▸ **What is expected**: Would you please repeat exactly the lines from the one containing "Ok(outcome.code)" to the end of the records, both included, and leave out the rest?

Dataset entries:

<<<<

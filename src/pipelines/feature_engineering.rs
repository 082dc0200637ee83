//! Feature engineering pipeline
//!
//! Interaction, domain, datetime and encoding features, plus optional removal
//! of irrelevant columns. Unlike the other pipelines this one never returns
//! `Err`: failures become an error envelope, and validation or refinement
//! problems quietly keep the best code seen so far.

use super::{
    check_column, dataset_context, open_gateway, run_stages, PipelineDefinition, PipelineKind,
    PipelineOutcome,
};
use crate::config::{GatewayConfig, DEFAULT_MAX_ITERATIONS, DEFAULT_SAMPLE_SIZE};
use crate::error::{AutoprocessError, Result};
use crate::gateway::{
    CompletionBackend, CredentialPolicy, GatewayError, GeminiBackend, ModelGateway,
};
use crate::prompts::{render, PromptTemplates};
use crate::refinement::{FailurePolicy, RefinementPrompts, SuccessSignal};
use crate::stages::{CodeArtifact, PostProcessing};
use polars::prelude::DataFrame;
use serde::{Deserialize, Serialize};
use std::sync::Arc;
use tracing::{error, info, info_span, Instrument};

const STRATEGY: &str = "You are an expert feature engineering strategist. Analyze this dataset context and target variable to create a comprehensive feature engineering plan. Focus exclusively on:
- Interaction/polynomial features for numerical columns
- Domain-specific feature creation
- Advanced datetime feature extraction
- Context-aware categorical encoding
- Irrelevant feature removal (if requested)

Provide the strategy in this JSON format:
{
\"feature_creation\": [{\"method\": \"...\", \"columns\": \"...\", \"reason\": \"...\"}],
\"feature_transformation\": [{\"method\": \"...\", \"columns\": \"...\", \"reason\": \"...\"}],
\"columns_to_drop\": [\"...\"]
}";

const CODE: &str = "Generate production-ready Python code implementing this feature engineering strategy on DataFrame 'df'. Requirements:
- Preserve original columns
- Add '_engineered' suffix to new features
- Include necessary imports
- Detailed comments explaining each step
- No data cleaning/preprocessing

Strategy:
{strategy}

Output only the code without explanations.";

const VALIDATION: &str = "Validate this feature engineering code. Check:
1. Faithful strategy implementation
2. Proper column naming
3. Absence of data cleaning steps
4. Presence of safety checks
5. Production-readiness

Code:
{code}

Respond 'VALID' or list specific improvements.";

const REFINEMENT: &str = "Output only the improved code without comments:";

pub const TEMPLATES: PromptTemplates = PromptTemplates {
    strategy: STRATEGY,
    code: CODE,
    validation: VALIDATION,
    refinement: REFINEMENT,
};

pub const DEFINITION: PipelineDefinition = PipelineDefinition {
    kind: PipelineKind::FeatureEngineering,
    templates: TEMPLATES,
    credential_policy: CredentialPolicy::Reject,
    failure_policy: FailurePolicy::Degrade,
    success_signal: SuccessSignal::Valid,
    post_processing: PostProcessing {
        trim_synthesized: false,
        imports_after_synthesis: true,
        imports_after_refinement: false,
    },
};

pub const STRATEGY_FAILED: &str = "Failed to generate strategy";
pub const CODE_FAILED: &str = "Failed to generate initial code";

#[derive(Debug, Clone, PartialEq, Eq, Serialize, Deserialize)]
pub struct FeatureTask {
    pub target: String,
    /// Ask the model to drop columns it considers irrelevant.
    pub drop_irrelevant: bool,
    pub max_iterations: usize,
}

impl FeatureTask {
    pub fn new(target: impl Into<String>) -> Self {
        Self {
            target: target.into(),
            drop_irrelevant: true,
            max_iterations: DEFAULT_MAX_ITERATIONS,
        }
    }
}

/// Placeholder templates for validation, fragment list for refinement.
struct FeatureLayout {
    templates: PromptTemplates,
}

impl RefinementPrompts for FeatureLayout {
    fn validation(&self, code: &str) -> Vec<String> {
        vec![render(self.templates.validation, &[("code", code)])]
    }

    fn refinement(&self, feedback: &str, code: &str) -> Vec<String> {
        vec![
            format!("Refinement Instructions: {}", feedback),
            format!("Current Code:\n{}", code),
            self.templates.refinement.to_string(),
        ]
    }
}

pub struct FeatureEngineeringPipeline {
    gateway: ModelGateway,
    definition: PipelineDefinition,
    sample_size: usize,
}

impl FeatureEngineeringPipeline {
    /// Fails with `InvalidCredential` when the key does not work.
    pub async fn connect(api_key: &str) -> Result<Self> {
        let backend = GeminiBackend::new(&GatewayConfig::new(api_key));
        Self::with_backend(Arc::new(backend)).await
    }

    pub async fn with_backend(backend: Arc<dyn CompletionBackend>) -> Result<Self> {
        let definition = DEFINITION;
        let gateway = open_gateway(backend, &definition)
            .await?
            .ok_or_else(|| AutoprocessError::InvalidCredential(super::API_NOT_VALID.to_string()))?;
        Ok(Self {
            gateway,
            definition,
            sample_size: DEFAULT_SAMPLE_SIZE,
        })
    }

    pub fn with_sample_size(mut self, sample_size: usize) -> Self {
        self.sample_size = sample_size;
        self
    }

    pub fn with_templates(mut self, templates: PromptTemplates) -> Self {
        self.definition.templates = templates;
        self
    }

    pub fn gateway(&self) -> &ModelGateway {
        &self.gateway
    }

    pub fn definition(&self) -> &PipelineDefinition {
        &self.definition
    }

    pub async fn engineer_features(
        &self,
        dataset: &DataFrame,
        task: &FeatureTask,
    ) -> PipelineOutcome {
        let span = info_span!(
            "pipeline",
            kind = %self.definition.kind,
            run_id = %uuid::Uuid::new_v4()
        );
        match self.run(dataset, task).instrument(span).await {
            Ok(code) => PipelineOutcome::Code(code),
            Err(e) => {
                let reason = failure_message(&e);
                error!(cause = ?e.gateway_cause(), "feature engineering failed: {}", reason);
                PipelineOutcome::Error(reason)
            }
        }
    }

    async fn run(&self, dataset: &DataFrame, task: &FeatureTask) -> Result<CodeArtifact> {
        let (profile, context) = dataset_context(dataset, self.sample_size)?;
        check_column(&profile, "target", &task.target);

        let templates = self.definition.templates;
        let strategy_parts = vec![
            templates.strategy.to_string(),
            context,
            format!("Target Variable: {}", task.target),
            if task.drop_irrelevant {
                "Remove irrelevant columns: Yes".to_string()
            } else {
                String::new()
            },
        ];
        info!(
            target_column = %task.target,
            drop_irrelevant = task.drop_irrelevant,
            "requesting feature strategy"
        );

        let layout = FeatureLayout { templates };
        let outcome = run_stages(
            &self.gateway,
            &self.definition,
            strategy_parts,
            |strategy| vec![render(templates.code, &[("strategy", strategy)])],
            &layout,
            task.max_iterations,
        )
        .await?;

        Ok(outcome.code)
    }
}

/// Error payload for a failed run.
fn failure_message(err: &AutoprocessError) -> String {
    match err {
        AutoprocessError::StrategyGenerationFailed(GatewayError::EmptyCompletion) => {
            STRATEGY_FAILED.to_string()
        }
        AutoprocessError::CodeGenerationFailed(GatewayError::EmptyCompletion) => {
            CODE_FAILED.to_string()
        }
        AutoprocessError::PipelineFailed(_) => err.to_string(),
        other => AutoprocessError::PipelineFailed(other.to_string()).to_string(),
    }
}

>>>>

▸ **Response box**:
        Ok(outcome.code)
    }
}

/// Error payload for a failed run.
fn failure_message(err: &AutoprocessError) -> String {
    match err {
        AutoprocessError::StrategyGenerationFailed(GatewayError::EmptyCompletion) => {
            STRATEGY_FAILED.to_string()
        }
        AutoprocessError::CodeGenerationFailed(GatewayError::EmptyCompletion) => {
            CODE_FAILED.to_string()
        }
        AutoprocessError::PipelineFailed(_) => err.to_string(),
        other => AutoprocessError::PipelineFailed(other.to_string()).to_string(),
    }
}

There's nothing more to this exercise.